Tidak berhenti disitu saja, WP juga perlu mengetahui saat dimulainya perhitungan jangka waktu pengenaan PPh Final ini. Dalam PP 55/2022, ketentuan terkait hal tersebut juga masih sama dengan peraturan sebelumnya. Melalui Pasal 69 PP 55/2022, dapat disimpulkan bahwa perhitungan jangka waktu pengenaan PPh Final ini masih melanjutkan jangka waktu berdasarkan PP 23/2018, tidak diulang dari awal ataupun menjadi habis jangka waktunya, sepanjang WP bersangkutan masih memenuhi kriteria yang telah ditentukan.

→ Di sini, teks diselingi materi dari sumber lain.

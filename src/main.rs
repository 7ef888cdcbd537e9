//! Koenigsberg -- a rules engine for the Evacuation of Königsberg.
//!
//! This binary reads host commands from stdin and writes responses to
//! stdout, one line each. Diagnostics go to stderr via `tracing`.

use std::io::{self, BufRead, Write};

use koenigsberg::config::STANDARD_SCENARIO;
use koenigsberg::engine::Engine;
use koenigsberg::protocol::parser::{parse_command, Command};
use tracing::{error, info};
use tracing_subscriber::EnvFilter;

/// Runs the host loop until `quit` or end of input.
fn main() {
    tracing_subscriber::fmt()
        .with_env_filter(
            EnvFilter::from_default_env().add_directive(tracing::Level::WARN.into()),
        )
        .with_writer(io::stderr)
        .init();

    let stdin = io::stdin();
    let stdout = io::stdout();
    let mut out = io::BufWriter::new(stdout.lock());
    let mut engine: Option<Engine> = None;

    for line in stdin.lock().lines() {
        let line = match line {
            Ok(l) => l,
            Err(_) => break,
        };

        let cmd = match parse_command(&line) {
            Some(c) => c,
            None => continue,
        };

        let reply = match cmd {
            Command::New { seed, options } => match Engine::new(seed, STANDARD_SCENARIO, &options) {
                Ok(e) => {
                    info!(seed, "new game");
                    engine = Some(e);
                    "ok".to_string()
                }
                Err(e) => format!("error {}", e),
            },
            Command::View { role } => match &engine {
                Some(e) => e.view(role).to_json(),
                None => "error no game".to_string(),
            },
            Command::Act { role, verb, arg } => match engine.as_mut() {
                Some(e) => match e.act(role, &verb, arg.as_deref()) {
                    Ok(()) => "ok".to_string(),
                    Err(err) => format!("error {}", err),
                },
                None => "error no game".to_string(),
            },
            Command::Quit => break,
        };

        if writeln!(out, "{}", reply).and_then(|_| out.flush()).is_err() {
            error!("stdout closed");
            break;
        }
    }
}
//! Client and host protocol.
//!
//! Typed actions parsed from `(verb, arg)` strings, the per-role `View`
//! serialized for clients, and the line-oriented command parser used by the
//! binary's main loop.

pub mod action;
pub mod parser;
pub mod view;

pub use action::{Action, ActionParseError, Verb};
pub use parser::{parse_command, Command};
pub use view::{ActionValue, View};
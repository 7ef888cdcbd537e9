//! Board representation and game-state types.
//!
//! Contains the static map (spaces, track slots, adjacency), the unit
//! roster, and the mutable game state.

pub mod adjacency;
pub mod space;
pub mod state;
pub mod unit;

pub use adjacency::{standard, BoardGraph, ADJACENCY_ROWS};
pub use space::{
    all_spaces, in_german_zone, in_soviet_zone, Location, Space, TrackSlot, ACTIVATION_TRACK,
    HAFF_COAST, KOENIGSBERG_PERIMETER, NAVY_TRACK, SAMLAND_APPROACHES, SHIPPING_TRACK,
    SPACE_COUNT,
};
pub use state::{Attack, AttackTarget, GameState, Phase, Snapshot, Stance};
pub use unit::{
    all_units, combat_units, Army, Faction, Role, Side, UnitId, UnitInfo, UnitType, ACTIVATION_CHITS,
    NAVY_CHITS, SHIPPING_CHITS, STANCE_CHIT, UNIT_COUNT, UNIT_INFO,
};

Selanjutnya, bagaimana perhitungan jangka waktu bagi BUMDes/BUMDesma dan perseroan perorangan yang didirikan oleh 1 (satu) orang? Mengingat WP tersebut merupakan subjek pajak yang baru diatur dalam PP 55/2022. Untuk subjek pajak baru tersebut yang sudah terdaftar sebelum berlakunya PP 55/2022, perhitungan jangka waktu dimulai sejak tahun pajak PP 55/2022 berlaku. Di sisi lain, bagi WP (baik subjek pajak lama maupun baru) yang baru terdaftar setelah berlakunya PP 55/2022, perhitungan jangka waktu dimulai sejak WP terdaftar. Hal ini sebagaimana dinyatakan dalam Pasal 59 ayat (2) PP 55/2022.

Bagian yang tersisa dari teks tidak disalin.